Can the Dyop, a dynamic target, replace traditional eye charts ?
Lead author: Dinah Paritzky, Hadassah Academic College HAC, Jerusalem, Israel
Nadav Wolf, HAC, Jerusalem, Israel
Inbar Wunch, HAC, Jerusalem, Israel
Dr Liat Gantz, HAC, Jerusalem, Israel
A new method of testing visual acuity (VA) by using dynamic acuity
Optometrists test VA using the Snellen or LogMar charts, which were developed in 1862 and 1976 respectively. The LogMar chart is devoid of the many of the problems of the Snellen chart such as non-linear crowding, optotypes of varying difficulty, non-geometrical changes between the lines, and varying number of optotypes per line. However, both charts are limited by the fact that they measure static acuity, whereas everyday tasks involve both moving and static objects. Furthermore, two patients may have the same quantitative VA whilst having different qualitative VA. In addition the end-point is often difficult to ascertain, with a patient able to identify some optotypes on several different lines.
A new type of test for VA has been designed to overcome these problems:
The DYOP® (figure 1) is a dynamic segmented optotype that can rotate clockwise or anticlockwise. VA threshold is measured by using DYOPs of constant color, contrast, and speed rotation and decreasing the diameter of the DYOPs until the direction of motion can no longer be recognized. This method solves the problems of literacy, memorizing, and crowding, whilst at the same time enabling a more precise endpoint. In addition there is no limit to the number of DYOPs that can be shown for a given line of VA.
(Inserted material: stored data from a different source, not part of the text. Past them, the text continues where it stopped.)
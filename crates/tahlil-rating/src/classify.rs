//! Threshold classification of values against benchmarks.

use rust_decimal::Decimal;
use rust_decimal_macros::dec;
use tahlil_core::types::{Direction, RatingBand};

/// Classifies a value against its benchmark for the given rating direction.
///
/// For a positive benchmark `b`:
///
/// - `higher-better`: `v >= 1.2b` excellent, `>= 1.0b` good, `>= 0.8b`
///   acceptable, else weak
/// - `lower-better`: `v <= 0.8b` excellent, `<= 1.0b` good, `<= 1.2b`
///   acceptable, else weak
/// - `balanced`: relative deviation `|v - b| / |b|` under 0.1 excellent,
///   under 0.2 good, under 0.3 acceptable, else needs-review
///
/// A zero (or negative) benchmark has no meaningful multiple, so
/// classification falls back to the sign of the value: for `higher-better`
/// a positive value is good, zero acceptable, negative weak; mirrored for
/// `lower-better`; for `balanced`, only an exact match is excellent and
/// anything else needs review.
#[must_use]
pub fn classify(value: Decimal, direction: Direction, benchmark: Decimal) -> RatingBand {
    if benchmark <= Decimal::ZERO {
        return classify_against_sign(value, direction, benchmark);
    }
    match direction {
        Direction::HigherBetter => {
            if value >= benchmark * dec!(1.2) {
                RatingBand::Excellent
            } else if value >= benchmark {
                RatingBand::Good
            } else if value >= benchmark * dec!(0.8) {
                RatingBand::Acceptable
            } else {
                RatingBand::Weak
            }
        }
        Direction::LowerBetter => {
            if value <= benchmark * dec!(0.8) {
                RatingBand::Excellent
            } else if value <= benchmark {
                RatingBand::Good
            } else if value <= benchmark * dec!(1.2) {
                RatingBand::Acceptable
            } else {
                RatingBand::Weak
            }
        }
        Direction::Balanced => {
            let deviation = (value - benchmark).abs() / benchmark.abs();
            if deviation < dec!(0.1) {
                RatingBand::Excellent
            } else if deviation < dec!(0.2) {
                RatingBand::Good
            } else if deviation < dec!(0.3) {
                RatingBand::Acceptable
            } else {
                RatingBand::NeedsReview
            }
        }
    }
}

fn classify_against_sign(value: Decimal, direction: Direction, benchmark: Decimal) -> RatingBand {
    match direction {
        Direction::HigherBetter => {
            if value > benchmark {
                RatingBand::Good
            } else if value == benchmark {
                RatingBand::Acceptable
            } else {
                RatingBand::Weak
            }
        }
        Direction::LowerBetter => {
            if value < benchmark {
                RatingBand::Good
            } else if value == benchmark {
                RatingBand::Acceptable
            } else {
                RatingBand::Weak
            }
        }
        Direction::Balanced => {
            if value == benchmark {
                RatingBand::Excellent
            } else {
                RatingBand::NeedsReview
            }
        }
    }
}
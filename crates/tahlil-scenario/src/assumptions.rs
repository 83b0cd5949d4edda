//! Scenario assumption sets and their plausibility bounds.

use crate::error::{ScenarioError, ScenarioResult};
use serde::{Deserialize, Serialize};

/// Forward-looking assumptions driving one scenario.
///
/// Rates are decimals (0.06 = 6%). Validation happens at definition time;
/// a set outside the plausible bounds fails the scenario before any
/// projection runs.
#[derive(Debug, Clone, Copy, PartialEq, Serialize, Deserialize)]
#[serde(rename_all = "camelCase")]
pub struct Assumptions {
    /// Annual revenue growth rate.
    pub revenue_growth: f64,
    /// Target operating margin (operating income over revenue).
    pub operating_margin: f64,
    /// Capital expenditure as a share of revenue.
    pub capex_to_revenue: f64,
    /// Discount rate for present-value calculations.
    pub discount_rate: f64,
    /// Effective tax rate applied to pre-tax income.
    pub tax_rate: f64,
    /// Projection horizon in years.
    pub horizon_years: usize,
}

impl Assumptions {
    /// Creates an assumption set; bounds are checked by
    /// [`Assumptions::validate`] when the scenario is defined.
    #[must_use]
    pub fn new(
        revenue_growth: f64,
        operating_margin: f64,
        capex_to_revenue: f64,
        discount_rate: f64,
        tax_rate: f64,
        horizon_years: usize,
    ) -> Self {
        Self {
            revenue_growth,
            operating_margin,
            capex_to_revenue,
            discount_rate,
            tax_rate,
            horizon_years,
        }
    }

    /// A moderate baseline: 5% growth, 15% margin, 5% capex, 10% discount,
    /// 20% tax over five years.
    #[must_use]
    pub fn base() -> Self {
        Self::new(0.05, 0.15, 0.05, 0.10, 0.20, 5)
    }

    /// Checks every assumption against its plausible bounds.
    pub fn validate(&self) -> ScenarioResult<()> {
        check(
            "revenue_growth",
            self.revenue_growth,
            -0.5,
            1.0,
            "annual growth must be within -50%..100%",
        )?;
        check(
            "operating_margin",
            self.operating_margin,
            -0.5,
            0.8,
            "operating margin must be within -50%..80%",
        )?;
        check(
            "capex_to_revenue",
            self.capex_to_revenue,
            0.0,
            0.5,
            "capex share must be within 0%..50%",
        )?;
        check(
            "discount_rate",
            self.discount_rate,
            0.001,
            0.5,
            "discount rate must be within 0.1%..50%",
        )?;
        check(
            "tax_rate",
            self.tax_rate,
            0.0,
            0.6,
            "tax rate must be within 0%..60%",
        )?;
        if self.horizon_years == 0 || self.horizon_years > 15 {
            return Err(ScenarioError::invalid_assumption(
                "horizon_years",
                self.horizon_years as f64,
                "horizon must be 1..=15 years",
            ));
        }
        Ok(())
    }

    /// Returns a copy with the growth rate shifted by `delta`.
    #[must_use]
    pub fn with_growth_delta(mut self, delta: f64) -> Self {
        self.revenue_growth += delta;
        self
    }

    /// Returns a copy with the discount rate shifted by `delta`.
    #[must_use]
    pub fn with_discount_delta(mut self, delta: f64) -> Self {
        self.discount_rate += delta;
        self
    }
}

fn check(
    field: &'static str,
    value: f64,
    min: f64,
    max: f64,
    reason: &str,
) -> ScenarioResult<()> {
    if !value.is_finite() || value < min || value > max {
        return Err(ScenarioError::invalid_assumption(field, value, reason));
    }
    Ok(())
}
//! Leverage and capital structure ratios.

use crate::input::ComputeInput;
use crate::registry::RegisteredUnit;
use crate::support::{percent, ratio, CalcResult};
use rust_decimal_macros::dec;
use tahlil_core::types::{Category, Direction, Field, Tier, UnitOfMeasure};

/// Total liabilities over shareholders' equity.
pub fn debt_to_equity_ratio(input: &ComputeInput) -> CalcResult {
    ratio(
        input.get(Field::TotalLiabilities)?,
        input.get(Field::ShareholdersEquity)?,
    )
}

/// Total liabilities over total assets.
pub fn debt_to_assets_ratio(input: &ComputeInput) -> CalcResult {
    ratio(
        input.get(Field::TotalLiabilities)?,
        input.get(Field::TotalAssets)?,
    )
}

/// Shareholders' equity over total assets.
pub fn equity_ratio(input: &ComputeInput) -> CalcResult {
    ratio(
        input.get(Field::ShareholdersEquity)?,
        input.get(Field::TotalAssets)?,
    )
}

/// Total assets over shareholders' equity.
pub fn equity_multiplier(input: &ComputeInput) -> CalcResult {
    ratio(
        input.get(Field::TotalAssets)?,
        input.get(Field::ShareholdersEquity)?,
    )
}

/// Operating income over interest expense.
pub fn interest_coverage_ratio(input: &ComputeInput) -> CalcResult {
    ratio(
        input.get(Field::OperatingIncome)?,
        input.get(Field::InterestExpense)?,
    )
}

/// EBITDA over scheduled debt service (interest plus current portion of
/// long-term debt).
pub fn debt_service_coverage_ratio(input: &ComputeInput) -> CalcResult {
    let debt_service =
        input.get(Field::InterestExpense)? + input.get(Field::CurrentPortionLongTermDebt)?;
    ratio(input.ebitda()?, debt_service)
}

/// Long-term debt over long-term capitalization.
pub fn long_term_debt_to_capitalization(input: &ComputeInput) -> CalcResult {
    let long_term_debt = input.get(Field::LongTermDebt)?;
    ratio(
        long_term_debt,
        long_term_debt + input.get(Field::ShareholdersEquity)?,
    )
}

/// Net fixed assets over shareholders' equity.
pub fn fixed_assets_to_equity(input: &ComputeInput) -> CalcResult {
    ratio(
        input.net_fixed_assets()?,
        input.get(Field::ShareholdersEquity)?,
    )
}

/// Liabilities share of total financing.
pub fn external_financing_ratio(input: &ComputeInput) -> CalcResult {
    let liabilities = input.get(Field::TotalLiabilities)?;
    ratio(
        liabilities,
        liabilities + input.get(Field::ShareholdersEquity)?,
    )
}

/// Net debt over EBITDA.
pub fn net_debt_to_ebitda(input: &ComputeInput) -> CalcResult {
    ratio(input.net_debt()?, input.ebitda()?)
}

/// Degree of financial leverage: EBIT over EBIT less interest.
pub fn degree_of_financial_leverage(input: &ComputeInput) -> CalcResult {
    let ebit = input.get(Field::OperatingIncome)?;
    ratio(ebit, ebit - input.get(Field::InterestExpense)?)
}

/// Interest-bearing debt over total assets.
pub fn financial_debt_ratio(input: &ComputeInput) -> CalcResult {
    ratio(input.financial_debt()?, input.get(Field::TotalAssets)?)
}

/// Operating cash flow over total liabilities.
pub fn cash_debt_coverage(input: &ComputeInput) -> CalcResult {
    ratio(
        input.get(Field::OperatingCashFlow)?,
        input.get(Field::TotalLiabilities)?,
    )
}

/// Contribution (revenue less COGS) over operating income.
pub fn operating_leverage(input: &ComputeInput) -> CalcResult {
    ratio(
        input.get(Field::Revenue)? - input.get(Field::CostOfRevenue)?,
        input.get(Field::OperatingIncome)?,
    )
}

/// Shareholders' equity over total liabilities.
pub fn financial_safety_ratio(input: &ComputeInput) -> CalcResult {
    ratio(
        input.get(Field::ShareholdersEquity)?,
        input.get(Field::TotalLiabilities)?,
    )
}

/// Interest expense as a share of revenue.
pub fn interest_burden_ratio(input: &ComputeInput) -> CalcResult {
    percent(input.get(Field::InterestExpense)?, input.get(Field::Revenue)?)
}

/// Shareholders' equity over net fixed assets.
pub fn equity_to_fixed_assets(input: &ComputeInput) -> CalcResult {
    ratio(
        input.get(Field::ShareholdersEquity)?,
        input.net_fixed_assets()?,
    )
}

/// Leverage catalog entries.
pub(crate) fn units() -> Vec<RegisteredUnit> {
    use Category::Leverage;
    use Direction::{Balanced, HigherBetter, LowerBetter};
    use Tier::Basic;
    use UnitOfMeasure::{Percent, Times};

    vec![
        RegisteredUnit::new(
            "debt_to_equity_ratio",
            ("Debt to Equity Ratio", "نسبة الدين إلى حقوق الملكية"),
            Basic, Leverage, LowerBetter, dec!(1.0), Times,
            &[Field::TotalLiabilities, Field::ShareholdersEquity],
            debt_to_equity_ratio,
        ),
        RegisteredUnit::new(
            "debt_to_assets_ratio",
            ("Debt to Assets Ratio", "نسبة الدين إلى الأصول"),
            Basic, Leverage, LowerBetter, dec!(0.5), Times,
            &[Field::TotalLiabilities, Field::TotalAssets],
            debt_to_assets_ratio,
        ),
        RegisteredUnit::new(
            "equity_ratio",
            ("Equity Ratio", "نسبة حقوق الملكية"),
            Basic, Leverage, HigherBetter, dec!(0.5), Times,
            &[Field::ShareholdersEquity, Field::TotalAssets],
            equity_ratio,
        ),
        RegisteredUnit::new(
            "equity_multiplier",
            ("Equity Multiplier", "مضاعف حقوق الملكية"),
            Basic, Leverage, LowerBetter, dec!(2.0), Times,
            &[Field::TotalAssets, Field::ShareholdersEquity],
            equity_multiplier,
        ),
        RegisteredUnit::new(
            "interest_coverage_ratio",
            ("Interest Coverage Ratio", "نسبة تغطية الفوائد"),
            Basic, Leverage, HigherBetter, dec!(4), Times,
            &[Field::OperatingIncome, Field::InterestExpense],
            interest_coverage_ratio,
        ),
        RegisteredUnit::new(
            "debt_service_coverage_ratio",
            ("Debt Service Coverage Ratio", "نسبة تغطية خدمة الدين"),
            Basic, Leverage, HigherBetter, dec!(1.5), Times,
            &[
                Field::OperatingIncome,
                Field::DepreciationAmortization,
                Field::InterestExpense,
                Field::CurrentPortionLongTermDebt,
            ],
            debt_service_coverage_ratio,
        ),
        RegisteredUnit::new(
            "long_term_debt_to_capitalization",
            ("Long-Term Debt to Capitalization", "الدين طويل الأجل إلى رأس المال"),
            Basic, Leverage, LowerBetter, dec!(0.4), Times,
            &[Field::LongTermDebt, Field::ShareholdersEquity],
            long_term_debt_to_capitalization,
        ),
        RegisteredUnit::new(
            "fixed_assets_to_equity",
            ("Fixed Assets to Equity", "الأصول الثابتة إلى حقوق الملكية"),
            Basic, Leverage, LowerBetter, dec!(1.0), Times,
            &[
                Field::PropertyPlantEquipment,
                Field::AccumulatedDepreciation,
                Field::ShareholdersEquity,
            ],
            fixed_assets_to_equity,
        ),
        RegisteredUnit::new(
            "external_financing_ratio",
            ("External Financing Ratio", "نسبة التمويل الخارجي"),
            Basic, Leverage, LowerBetter, dec!(0.5), Times,
            &[Field::TotalLiabilities, Field::ShareholdersEquity],
            external_financing_ratio,
        ),
        RegisteredUnit::new(
            "net_debt_to_ebitda",
            ("Net Debt to EBITDA", "الدين الصافي إلى الأرباح التشغيلية"),
            Basic, Leverage, LowerBetter, dec!(3), Times,
            &[
                Field::TotalLiabilities,
                Field::Cash,
                Field::OperatingIncome,
                Field::DepreciationAmortization,
            ],
            net_debt_to_ebitda,
        ),
        RegisteredUnit::new(
            "degree_of_financial_leverage",
            ("Degree of Financial Leverage", "درجة الرافعة المالية"),
            Basic, Leverage, LowerBetter, dec!(1.5), Times,
            &[Field::OperatingIncome, Field::InterestExpense],
            degree_of_financial_leverage,
        ),
        RegisteredUnit::new(
            "financial_debt_ratio",
            ("Financial Debt Ratio", "نسبة الدين المالي"),
            Basic, Leverage, LowerBetter, dec!(0.3), Times,
            &[Field::ShortTermDebt, Field::LongTermDebt, Field::TotalAssets],
            financial_debt_ratio,
        ),
        RegisteredUnit::new(
            "cash_debt_coverage",
            ("Cash Debt Coverage", "التغطية النقدية للدين"),
            Basic, Leverage, HigherBetter, dec!(0.2), Times,
            &[Field::OperatingCashFlow, Field::TotalLiabilities],
            cash_debt_coverage,
        ),
        RegisteredUnit::new(
            "operating_leverage",
            ("Operating Leverage", "الرافعة التشغيلية"),
            Basic, Leverage, Balanced, dec!(2), Times,
            &[Field::Revenue, Field::CostOfRevenue, Field::OperatingIncome],
            operating_leverage,
        ),
        RegisteredUnit::new(
            "financial_safety_ratio",
            ("Financial Safety Ratio", "معامل الأمان المالي"),
            Basic, Leverage, HigherBetter, dec!(1.0), Times,
            &[Field::ShareholdersEquity, Field::TotalLiabilities],
            financial_safety_ratio,
        ),
        RegisteredUnit::new(
            "interest_burden_ratio",
            ("Interest Burden Ratio", "عبء الفوائد"),
            Basic, Leverage, LowerBetter, dec!(3), Percent,
            &[Field::InterestExpense, Field::Revenue],
            interest_burden_ratio,
        ),
        RegisteredUnit::new(
            "equity_to_fixed_assets",
            ("Equity to Fixed Assets", "حقوق الملكية إلى الأصول الثابتة"),
            Basic, Leverage, HigherBetter, dec!(1.2), Times,
            &[
                Field::ShareholdersEquity,
                Field::PropertyPlantEquipment,
                Field::AccumulatedDepreciation,
            ],
            equity_to_fixed_assets,
        ),
    ]
}

#[cfg(test)]
mod tests {
    use super::*;
    use tahlil_core::types::{
        AnalysisValue, BalanceSheet, CompanyContext, Currency as Ccy, IncomeStatement, Reason,
        Sector, Statement, StatementSeries,
    };

    fn input_fixture() -> (StatementSeries, CompanyContext) {
        let statement = Statement::new(2024, Ccy::SAR)
            .with_balance_sheet(BalanceSheet {
                total_assets: Some(dec!(500_000)),
                total_liabilities: Some(dec!(250_000)),
                shareholders_equity: Some(dec!(250_000)),
                long_term_debt: Some(dec!(100_000)),
                short_term_debt: Some(dec!(20_000)),
                current_portion_long_term_debt: Some(dec!(10_000)),
                cash: Some(dec!(50_000)),
                ..BalanceSheet::default()
            })
            .with_income_statement(IncomeStatement {
                revenue: Some(dec!(400_000)),
                cost_of_revenue: Some(dec!(240_000)),
                operating_income: Some(dec!(60_000)),
                depreciation_amortization: Some(dec!(12_000)),
                interest_expense: Some(dec!(8_000)),
                ..IncomeStatement::default()
            });
        let mut series = StatementSeries::new("ACME");
        series.push(statement).unwrap();
        (series, CompanyContext::new("ACME", Sector::Industrial))
    }

    #[test]
    fn test_debt_to_equity() {
        let (series, context) = input_fixture();
        let input = ComputeInput::latest(&series, &context).unwrap();
        assert_eq!(debt_to_equity_ratio(&input), Ok(AnalysisValue::Ratio(dec!(1))));
    }

    #[test]
    fn test_debt_service_coverage_uses_full_debt_service() {
        let (series, context) = input_fixture();
        let input = ComputeInput::latest(&series, &context).unwrap();
        // (60000 + 12000) / (8000 + 10000) = 4
        assert_eq!(
            debt_service_coverage_ratio(&input),
            Ok(AnalysisValue::Ratio(dec!(4)))
        );
    }

    #[test]
    fn test_interest_coverage_zero_interest_not_computable() {
        let mut series = StatementSeries::new("ACME");
        series
            .push(
                Statement::new(2024, Ccy::SAR).with_income_statement(IncomeStatement {
                    operating_income: Some(dec!(60_000)),
                    interest_expense: Some(rust_decimal::Decimal::ZERO),
                    ..IncomeStatement::default()
                }),
            )
            .unwrap();
        let context = CompanyContext::new("ACME", Sector::Industrial);
        let input = ComputeInput::latest(&series, &context).unwrap();
        assert_eq!(interest_coverage_ratio(&input), Err(Reason::DivisionByZero));
    }

    #[test]
    fn test_units_count() {
        assert_eq!(units().len(), 17);
    }
}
VA measurements with the DYOP have been compared with Landolt C, with the DYOP yielding a clearer endpoint. The DYOP is highly correlated with a standard Sloan LogMAR as well as Sloan acuity chart. It has also been found to obtain similar VA scores for the same refraction values when compared with LogMAR E chart in adults. We are currently carrying out a study of the repeatability, reproducibility and speed of exam, and also assessing the subjective experience of the patients.
Initial results indicate that the DYOP gives good results for and is well tolerated by patients. Given its advantages over Snellen/LogMAR, the DYOP may be a superior VA test. It is possible that after 150 years the time has come to change how we measure VA in the clinic.